Vendy Finalist: Bistro Truck
The 2010 Vendy Awards, a celebration of New York street food, will be held on September 25 at Governors Island. All proceeds will benefit the Street Vendor Project, an arm of the Urban Justice Center, advocating for the interests of New York street vendors. This year's five finalists will all be on hand to feed the masses and compete for the city's ultimate title in street food. Each day this week, we'll be profiling one of them. Up first, El Rey del Sabor! —The Mgmt.
We first heard about the Bistro Truck when it launched last July. Since then, Moroccan-born Yassir Raouli has developed a regular afternoon crowd in the Union Square vicinity. He now parks on 5th Avenue between 16th and 17th Street everyday except Sunday, from 11:30 a.m. to 6:30 p.m.
If you're a lamb lover, there are plenty of options on this menu, and the one you want the most is the merguez sandwich.
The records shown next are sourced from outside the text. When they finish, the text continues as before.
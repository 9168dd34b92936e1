mod cli;
mod demo;
mod infra;
mod ledger;
mod routes;
mod server;

use arkflow::error::AppError;

pub async fn run() -> Result<(), AppError> {
    cli::run().await
}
The sausage, grilled inside the truck, is really lamby with a nice peppery hit. It's on a French baguette with roasted tomato-caramelized onion charmoula (a term for Moroccan condiments and spice blends) and their floppy french fries, which add a mashed potatoey component to the innards.
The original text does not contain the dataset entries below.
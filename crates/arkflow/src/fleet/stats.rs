use serde::Serialize;

use super::domain::{
    Driver, DriverStatus, SettlementRecord, SettlementStatus, Vehicle, VehicleStatus,
};
use super::money::Money;

/// Dashboard headline counters.
#[derive(Debug, Clone, Default, PartialEq, Eq, Serialize)]
pub struct FleetStats {
    pub total_drivers: usize,
    pub active_drivers: usize,
    /// Sum of gross earnings across settlements.
    pub total_revenue: Money,
    /// Sum of every deduction component across settlements.
    pub total_expenses: Money,
    pub total_net_payable: Money,
    /// Sum of accumulated maintenance cost across vehicles.
    pub total_maintenance: Money,
    pub active_vehicles: usize,
    pub pending_settlements: usize,
}

/// Fold the three collections into dashboard totals. Empty input yields all zeros.
pub fn compute_stats(
    drivers: &[Driver],
    vehicles: &[Vehicle],
    settlements: &[SettlementRecord],
) -> FleetStats {
    let mut stats = FleetStats {
        total_drivers: drivers.len(),
        active_drivers: drivers
            .iter()
            .filter(|driver| driver.status == DriverStatus::Active)
            .count(),
        ..FleetStats::default()
    };

    for vehicle in vehicles {
        stats.total_maintenance += vehicle.maintenance_cost;
        if vehicle.status == VehicleStatus::Active {
            stats.active_vehicles += 1;
        }
    }

    for settlement in settlements {
        stats.total_revenue += settlement.gross_earnings;
        stats.total_expenses += settlement.total_deductions();
        stats.total_net_payable += settlement.net_payable;
        if settlement.status == SettlementStatus::Pending {
            stats.pending_settlements += 1;
        }
    }

    stats
}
Note: the fries by themselves are sad. Not crispy at all, they're flaccid and just dead. You know when fries are just robbed of all fry vitality? But! They're kind of acceptable as potato mush sticks in the sandwich since the baguette supplies the outside crispiness.
This is where we should back up and discuss the chalkboard menu specials. We tried that day's chilled melon soup: basically a savory smoothie in a cup. It tasted like a whole bunch of cantaloupe and mint had just been pulverized up in the blender. Very refreshing with a perfect sweet-sour yin and yang. Moral of the story: explore the chalkboard specials.
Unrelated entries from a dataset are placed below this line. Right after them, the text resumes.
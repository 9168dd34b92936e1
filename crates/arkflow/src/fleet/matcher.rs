//! Driver–vehicle pairing rules.
//!
//! The driver's `assigned_vehicle` and the vehicle's `status` form one relationship; the
//! functions here are the only place that changes both, and they always return both sides
//! together inside an [`Assignment`].

use serde::{Deserialize, Serialize};

use super::domain::{
    Driver, DriverId, DriverStatus, PaymentModel, RegistrationNumber, Vehicle, VehicleId,
    VehicleStatus,
};

/// Matcher invariant violations.
#[derive(Debug, Clone, PartialEq, Eq, thiserror::Error)]
pub enum AssignmentError {
    #[error("vehicle {registration} is {status:?}, only idle vehicles can be assigned")]
    Conflict {
        registration: RegistrationNumber,
        status: VehicleStatus,
    },
    #[error("driver {driver_id:?} already drives {registration}")]
    AlreadyAssigned {
        driver_id: DriverId,
        registration: RegistrationNumber,
    },
    #[error("driver {driver_id:?} is {status:?}, only active drivers can be assigned")]
    DriverNotActive {
        driver_id: DriverId,
        status: DriverStatus,
    },
    #[error("driver {0:?} holds no vehicle assignment")]
    NotAssigned(DriverId),
    #[error("driver holds {held}, not {requested}")]
    Mismatch {
        held: RegistrationNumber,
        requested: RegistrationNumber,
    },
}

/// Lightweight view of an eligible pairing, suitable for advisory input.
#[derive(Debug, Clone, PartialEq, Eq, Serialize, Deserialize)]
pub struct CandidatePair {
    pub driver_id: DriverId,
    pub driver_name: String,
    pub vehicle_id: VehicleId,
    pub registration: RegistrationNumber,
    pub vehicle_label: String,
}

/// The link produced by a successful assignment.
#[derive(Debug, Clone, PartialEq, Eq, Serialize, Deserialize)]
pub struct AssignmentLink {
    pub driver_id: DriverId,
    pub registration: RegistrationNumber,
    pub payment_model: PaymentModel,
}

/// Both sides of an assignment change, updated together.
#[derive(Debug, Clone, PartialEq, Eq, Serialize)]
pub struct Assignment {
    pub link: AssignmentLink,
    pub driver: Driver,
    pub vehicle: Vehicle,
}

/// Both sides of a released assignment.
#[derive(Debug, Clone, PartialEq, Eq, Serialize)]
pub struct Release {
    pub driver: Driver,
    pub vehicle: Vehicle,
}

pub fn is_eligible_driver(driver: &Driver) -> bool {
    driver.status == DriverStatus::Active && !driver.is_assigned()
}

pub fn is_available_vehicle(vehicle: &Vehicle) -> bool {
    vehicle.status == VehicleStatus::Idle
}

/// Drivers that may receive a vehicle, in input order.
pub fn eligible_drivers(drivers: &[Driver]) -> impl Iterator<Item = &Driver> + Clone {
    drivers.iter().filter(|driver| is_eligible_driver(driver))
}

/// Vehicles that may be handed out, in input order.
pub fn idle_vehicles(vehicles: &[Vehicle]) -> impl Iterator<Item = &Vehicle> + Clone {
    vehicles.iter().filter(|vehicle| is_available_vehicle(vehicle))
}

/// Lazy cross product of eligible drivers and idle vehicles.
///
/// Ordering follows the inputs: drivers outer, vehicles inner. Cloning the iterator restarts
/// the walk from the clone point.
#[derive(Debug, Clone)]
pub struct EligiblePairs<'a> {
    drivers: &'a [Driver],
    vehicles: &'a [Vehicle],
    driver_index: usize,
    vehicle_index: usize,
}

impl<'a> Iterator for EligiblePairs<'a> {
    type Item = (&'a Driver, &'a Vehicle);

    fn next(&mut self) -> Option<Self::Item> {
        while self.driver_index < self.drivers.len() {
            let driver = &self.drivers[self.driver_index];
            if !is_eligible_driver(driver) {
                self.driver_index += 1;
                self.vehicle_index = 0;
                continue;
            }

            while self.vehicle_index < self.vehicles.len() {
                let vehicle = &self.vehicles[self.vehicle_index];
                self.vehicle_index += 1;
                if is_available_vehicle(vehicle) {
                    return Some((driver, vehicle));
                }
            }

            self.driver_index += 1;
            self.vehicle_index = 0;
        }
        None
    }
}

pub fn eligible_pairs<'a>(drivers: &'a [Driver], vehicles: &'a [Vehicle]) -> EligiblePairs<'a> {
    EligiblePairs {
        drivers,
        vehicles,
        driver_index: 0,
        vehicle_index: 0,
    }
}

/// Materialise the eligible pairs as advisory-friendly views.
pub fn candidate_pairs(drivers: &[Driver], vehicles: &[Vehicle]) -> Vec<CandidatePair> {
    eligible_pairs(drivers, vehicles)
        .map(|(driver, vehicle)| CandidatePair {
            driver_id: driver.id.clone(),
            driver_name: driver.name.clone(),
            vehicle_id: vehicle.id.clone(),
            registration: vehicle.registration.clone(),
            vehicle_label: format!("{} {}", vehicle.make, vehicle.model)
                .trim()
                .to_string(),
        })
        .collect()
}

/// Pair a driver with an idle vehicle without touching the inputs.
pub fn apply_assignment(
    driver: &Driver,
    vehicle: &Vehicle,
    payment_model: PaymentModel,
) -> Result<Assignment, AssignmentError> {
    if let Some(registration) = &driver.assigned_vehicle {
        return Err(AssignmentError::AlreadyAssigned {
            driver_id: driver.id.clone(),
            registration: registration.clone(),
        });
    }
    if vehicle.status != VehicleStatus::Idle {
        return Err(AssignmentError::Conflict {
            registration: vehicle.registration.clone(),
            status: vehicle.status,
        });
    }
    if driver.status != DriverStatus::Active {
        return Err(AssignmentError::DriverNotActive {
            driver_id: driver.id.clone(),
            status: driver.status,
        });
    }

    let driver = Driver {
        assigned_vehicle: Some(vehicle.registration.clone()),
        payment_model: Some(payment_model),
        ..driver.clone()
    };
    let vehicle = Vehicle {
        status: VehicleStatus::Active,
        ..vehicle.clone()
    };

    Ok(Assignment {
        link: AssignmentLink {
            driver_id: driver.id.clone(),
            registration: vehicle.registration.clone(),
            payment_model,
        },
        driver,
        vehicle,
    })
}

/// Undo an assignment: the driver loses the plate, the vehicle returns to `Idle`.
pub fn release_assignment(driver: &Driver, vehicle: &Vehicle) -> Result<Release, AssignmentError> {
    let held = driver
        .assigned_vehicle
        .as_ref()
        .ok_or_else(|| AssignmentError::NotAssigned(driver.id.clone()))?;
    if held != &vehicle.registration {
        return Err(AssignmentError::Mismatch {
            held: held.clone(),
            requested: vehicle.registration.clone(),
        });
    }

    Ok(Release {
        driver: Driver {
            assigned_vehicle: None,
            payment_model: None,
            ..driver.clone()
        },
        vehicle: Vehicle {
            status: VehicleStatus::Idle,
            ..vehicle.clone()
        },
    })
}
impl<D, A> FleetService<D, A>
where
    D: FleetDataSource + 'static,
    A: AdvisoryService + 'static,
{
    pub fn new(source: Arc<D>, advisor: Arc<A>, settings: LedgerSettings) -> Self {
        Self {
            source,
            advisor,
            calculator: SettlementCalculator::new(settings.negative_payout),
            settings,
            writer: Mutex::new(()),
        }
    }

    pub fn settings(&self) -> &LedgerSettings {
        &self.settings
    }

    pub async fn drivers(&self) -> Result<Vec<Driver>, FleetServiceError> {
        Ok(self.source.fetch_drivers().await?)
    }

    pub async fn vehicles(&self) -> Result<Vec<Vehicle>, FleetServiceError> {
        Ok(self.source.fetch_vehicles().await?)
    }

    pub async fn settlements(&self) -> Result<Vec<SettlementRecord>, FleetServiceError> {
        Ok(self.source.fetch_settlements().await?)
    }

    /// Onboard a new driver. License numbers are unique across the roster.
    pub async fn onboard_driver(
        &self,
        form: DriverRegistration,
    ) -> Result<Driver, FleetServiceError> {
        let _writer = self.writer.lock().await;
        let driver = Driver::onboard(DriverId(uuid::Uuid::new_v4().to_string()), form)?;

        let drivers = self.source.fetch_drivers().await?;
        if drivers
            .iter()
            .any(|existing| existing.license_number == driver.license_number)
        {
            return Err(FleetServiceError::Duplicate {
                kind: "driver license",
                key: driver.license_number,
            });
        }

        self.source.save_driver(driver.clone()).await?;
        info!(driver_id = %driver.id.0, code = %driver.code, "driver onboarded");
        Ok(driver)
    }

    pub async fn activate_driver(&self, driver_id: &DriverId) -> Result<Driver, FleetServiceError> {
        let _writer = self.writer.lock().await;
        let drivers = self.source.fetch_drivers().await?;
        let driver = find_driver(&drivers, driver_id)?.activate()?;

        self.source.save_driver(driver.clone()).await?;
        info!(driver_id = %driver.id.0, "driver activated");
        Ok(driver)
    }

    /// Retire a driver without deleting their history. The vehicle must be released first.
    pub async fn deactivate_driver(
        &self,
        driver_id: &DriverId,
    ) -> Result<Driver, FleetServiceError> {
        let _writer = self.writer.lock().await;
        let drivers = self.source.fetch_drivers().await?;
        let driver = find_driver(&drivers, driver_id)?.deactivate()?;

        self.source.save_driver(driver.clone()).await?;
        info!(driver_id = %driver.id.0, "driver deactivated");
        Ok(driver)
    }

    /// Register a vehicle. Plates are unique across the fleet.
    pub async fn register_vehicle(
        &self,
        form: VehicleRegistration,
    ) -> Result<Vehicle, FleetServiceError> {
        let _writer = self.writer.lock().await;
        let vehicle = Vehicle::register(VehicleId(uuid::Uuid::new_v4().to_string()), form)?;

        let vehicles = self.source.fetch_vehicles().await?;
        if vehicles
            .iter()
            .any(|existing| existing.registration == vehicle.registration)
        {
            return Err(FleetServiceError::Duplicate {
                kind: "vehicle registration",
                key: vehicle.registration.to_string(),
            });
        }

        self.source.save_vehicle(vehicle.clone()).await?;
        info!(registration = %vehicle.registration, "vehicle registered");
        Ok(vehicle)
    }

    pub async fn log_maintenance(
        &self,
        registration: &RegistrationNumber,
        request: MaintenanceRequest,
    ) -> Result<Vehicle, FleetServiceError> {
        let _writer = self.writer.lock().await;
        let vehicles = self.source.fetch_vehicles().await?;
        let vehicle = find_vehicle(&vehicles, registration)?;

        let updated = vehicle.log_maintenance(MaintenanceEntry {
            id: uuid::Uuid::new_v4().to_string(),
            service_date: request.service_date,
            service_type: request.service_type,
            expense: request.expense,
            odometer_km: request.odometer_km,
        })?;

        self.source.save_vehicle(updated.clone()).await?;
        info!(
            registration = %updated.registration,
            expense = %request.expense,
            total = %updated.maintenance_cost,
            "maintenance logged"
        );
        Ok(updated)
    }

    /// Current eligible driver–vehicle pairs, drivers outer and vehicles inner.
    pub async fn eligible_pairs(&self) -> Result<Vec<CandidatePair>, FleetServiceError> {
        let drivers = self.source.fetch_drivers().await?;
        let vehicles = self.source.fetch_vehicles().await?;
        Ok(candidate_pairs(&drivers, &vehicles))
    }

    /// Pair a driver with an idle vehicle and persist both sides.
    pub async fn assign(&self, request: AssignmentRequest) -> Result<Assignment, FleetServiceError> {
        let _writer = self.writer.lock().await;
        let drivers = self.source.fetch_drivers().await?;
        let vehicles = self.source.fetch_vehicles().await?;
        let driver = find_driver(&drivers, &request.driver_id)?;
        let vehicle = find_vehicle(&vehicles, &request.registration)?;

        let assignment = match apply_assignment(driver, vehicle, request.payment_model) {
            Ok(assignment) => assignment,
            Err(err) => {
                warn!(
                    driver_id = %request.driver_id.0,
                    registration = %request.registration,
                    error = %err,
                    "assignment rejected"
                );
                return Err(err.into());
            }
        };

        self.source.save_vehicle(assignment.vehicle.clone()).await?;
        if let Err(err) = self.source.save_driver(assignment.driver.clone()).await {
            self.restore_vehicle(vehicle.clone()).await;
            return Err(err.into());
        }
        info!(
            driver_id = %assignment.link.driver_id.0,
            registration = %assignment.link.registration,
            payment_model = assignment.link.payment_model.label(),
            "vehicle assigned"
        );
        Ok(assignment)
    }

    /// Release whatever vehicle the driver holds.
    pub async fn release(&self, driver_id: &DriverId) -> Result<Release, FleetServiceError> {
        let _writer = self.writer.lock().await;
        let drivers = self.source.fetch_drivers().await?;
        let vehicles = self.source.fetch_vehicles().await?;
        let driver = find_driver(&drivers, driver_id)?;
        let registration = driver
            .assigned_vehicle
            .as_ref()
            .ok_or_else(|| AssignmentError::NotAssigned(driver.id.clone()))?;
        let vehicle = find_vehicle(&vehicles, registration)?;

        let release = release_assignment(driver, vehicle)?;
        self.source.save_driver(release.driver.clone()).await?;
        if let Err(err) = self.source.save_vehicle(release.vehicle.clone()).await {
            self.restore_driver(driver.clone()).await;
            return Err(err.into());
        }
        info!(driver_id = %driver_id.0, registration = %release.vehicle.registration, "vehicle released");
        Ok(release)
    }

    /// Compute and persist one settlement for a known driver and vehicle.
    ///
    /// A driver who currently holds a vehicle can only be settled against that plate; a
    /// driver without one may still be settled for a cycle already driven. Each driver gets
    /// at most one settlement per cycle.
    pub async fn record_settlement(
        &self,
        input: SettlementInput,
    ) -> Result<SettlementRecord, FleetServiceError> {
        let _writer = self.writer.lock().await;
        let drivers = self.source.fetch_drivers().await?;
        let vehicles = self.source.fetch_vehicles().await?;
        let driver = find_driver(&drivers, &input.driver_id)?;
        find_vehicle(&vehicles, &input.vehicle_registration)?;
        if let Some(held) = &driver.assigned_vehicle {
            if held != &input.vehicle_registration {
                return Err(AssignmentError::Mismatch {
                    held: held.clone(),
                    requested: input.vehicle_registration.clone(),
                }
                .into());
            }
        }

        let settlements = self.source.fetch_settlements().await?;
        if already_settled(&settlements, &input.driver_id, input.cycle_end) {
            return Err(FleetServiceError::Duplicate {
                kind: "settlement",
                key: format!("{} for cycle ending {}", input.driver_id.0, input.cycle_end),
            });
        }

        let record = self.calculator.compute(input)?;
        self.source.save_settlement(record.clone()).await?;
        info!(
            settlement_id = %record.id.0,
            driver_id = %record.driver_id.0,
            net_payable = %record.net_payable,
            "settlement recorded"
        );
        if !record.shortfall.is_zero() {
            warn!(settlement_id = %record.id.0, shortfall = %record.shortfall, "payout clamped to zero");
        }
        Ok(record)
    }

    pub async fn settle(
        &self,
        settlement_id: &SettlementId,
    ) -> Result<SettlementRecord, FleetServiceError> {
        let _writer = self.writer.lock().await;
        let settlements = self.source.fetch_settlements().await?;
        let record = settlements
            .iter()
            .find(|record| &record.id == settlement_id)
            .ok_or_else(|| FleetServiceError::NotFound {
                kind: "settlement",
                key: settlement_id.0.clone(),
            })?
            .settle()?;

        self.source.save_settlement(record.clone()).await?;
        info!(settlement_id = %record.id.0, net_payable = %record.net_payable, "settlement paid out");
        Ok(record)
    }

    /// Turn a platform earnings CSV into pending settlements for `cycle_end`.
    ///
    /// Rows are matched to drivers by name, ignoring case. Rows for unknown or unassigned
    /// drivers, drivers already settled for the cycle, and rows the calculator refuses are
    /// reported back instead of failing the whole upload.
    pub async fn import_earnings<R: Read>(
        &self,
        reader: R,
        cycle_end: NaiveDate,
    ) -> Result<EarningsImport, FleetServiceError> {
        let rows = parse_earnings_csv(reader)?;
        let _writer = self.writer.lock().await;
        let drivers = self.source.fetch_drivers().await?;
        let mut settlements = self.source.fetch_settlements().await?;
        let mut outcome = EarningsImport::default();

        for row in rows {
            let driver = drivers
                .iter()
                .find(|driver| driver.name.eq_ignore_ascii_case(row.driver_name.trim()));
            let Some(driver) = driver else {
                outcome.skipped.push(SkippedRow {
                    driver_name: row.driver_name,
                    reason: "no driver with this name".to_string(),
                });
                continue;
            };
            let Some(registration) = driver.assigned_vehicle.clone() else {
                outcome.skipped.push(SkippedRow {
                    driver_name: row.driver_name,
                    reason: "driver has no assigned vehicle".to_string(),
                });
                continue;
            };
            if already_settled(&settlements, &driver.id, cycle_end) {
                outcome.skipped.push(SkippedRow {
                    driver_name: row.driver_name,
                    reason: "settlement already recorded for this cycle".to_string(),
                });
                continue;
            }

            let input = SettlementInput {
                driver_id: driver.id.clone(),
                vehicle_registration: registration,
                cycle_end,
                gross_earnings: row.earnings,
                commission: Commission::Flat(row.commission),
                fast_tag_charge: self.settings.default_fast_tag,
                rto_fine: Money::ZERO,
                private_toll_charges: self.settings.default_toll,
                other_charges: Money::ZERO,
            };
            match self.calculator.compute(input) {
                Ok(record) => {
                    self.source.save_settlement(record.clone()).await?;
                    settlements.push(record.clone());
                    outcome.created.push(record);
                }
                Err(err) => outcome.skipped.push(SkippedRow {
                    driver_name: row.driver_name,
                    reason: err.to_string(),
                }),
            }
        }

        info!(
            created = outcome.created.len(),
            skipped = outcome.skipped.len(),
            %cycle_end,
            "earnings imported"
        );
        Ok(outcome)
    }

    pub async fn dashboard(&self) -> Result<FleetStats, FleetServiceError> {
        let drivers = self.source.fetch_drivers().await?;
        let vehicles = self.source.fetch_vehicles().await?;
        let settlements = self.source.fetch_settlements().await?;
        Ok(compute_stats(&drivers, &vehicles, &settlements))
    }

    pub async fn billing_report(&self) -> Result<Vec<DriverBillingEntry>, FleetServiceError> {
        let drivers = self.source.fetch_drivers().await?;
        let settlements = self.source.fetch_settlements().await?;
        Ok(driver_billing(&drivers, &settlements))
    }

    pub async fn utilization_report(&self) -> Result<Vec<UtilizationEntry>, FleetServiceError> {
        let vehicles = self.source.fetch_vehicles().await?;
        Ok(utilization(&vehicles))
    }

    /// Insurance and PUC renewals due within the configured horizon of `today`.
    pub async fn compliance(
        &self,
        today: NaiveDate,
    ) -> Result<Vec<ComplianceAlert>, FleetServiceError> {
        let vehicles = self.source.fetch_vehicles().await?;
        Ok(compliance_alerts(
            &vehicles,
            today,
            self.settings.compliance_horizon_days,
        ))
    }

    async fn restore_vehicle(&self, vehicle: Vehicle) {
        let registration = vehicle.registration.clone();
        if let Err(err) = self.source.save_vehicle(vehicle).await {
            warn!(%registration, error = %err, "vehicle rollback failed");
        }
    }

    async fn restore_driver(&self, driver: Driver) {
        let driver_id = driver.id.clone();
        if let Err(err) = self.source.save_driver(driver).await {
            warn!(driver_id = %driver_id.0, error = %err, "driver rollback failed");
        }
    }

    /// Ask the advisor to pick among the current eligible pairs.
    ///
    /// The advisor is not consulted when nothing is eligible.
    pub async fn suggest_match(&self) -> Result<MatchAdvice, FleetServiceError> {
        let candidates = self.eligible_pairs().await?;
        if candidates.is_empty() {
            return Ok(MatchAdvice {
                candidates,
                suggestion: None,
            });
        }

        let suggestion = self.advisor.suggest(&candidates).await?;
        Ok(MatchAdvice {
            candidates,
            suggestion: Some(suggestion),
        })
    }
}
Another popular sandwich ("it's our signature," said Yassir) is the Tangier Bocadillos ($6). Mortadella, canned tuna, cheese, a hard-boiled egg, olives, cilantro mayo, and those floppy fries again—it has a lot going on. Despite the mess of fillings, if you closed your eyes you'd probably only detect the tuna and olives, and something vaguely creamy. The poor mortadella gets buried in there! Though tasty, it's a little too busy, and how unfair for the overshadowed mortadella.
The chicken brochette ($5) (brochette is a French term for skewered foods) has a nice charcoaly flavor after sitting on the grill, though the meat is a bit dry. That roasted tomato-caramelized onion charmoula, which shows up again on this French baguette, helps.
And finally, the Marrakech Lamb ($7). This was the first time we'd ever ordered Marrakech Lamb from a truck (exciting stuff!) but oof, it just didn't hit it. Dry and not lamby-intense at all, plus the cous-cous tasted overcooked. A platter of lamb and rice from one of the Midtown street carts would have been more satisfying.
The Salad Nicoise ($5) was another snooze. The tuna was meh, and the bed of greens, boiled potato wedges, tomatoes, hard-boiled egg, and green beans weren't rotten or anything, just not that exciting.
Bistro Truck, if you're listening, you should definitely serve the merguez 'wich at the Vendys.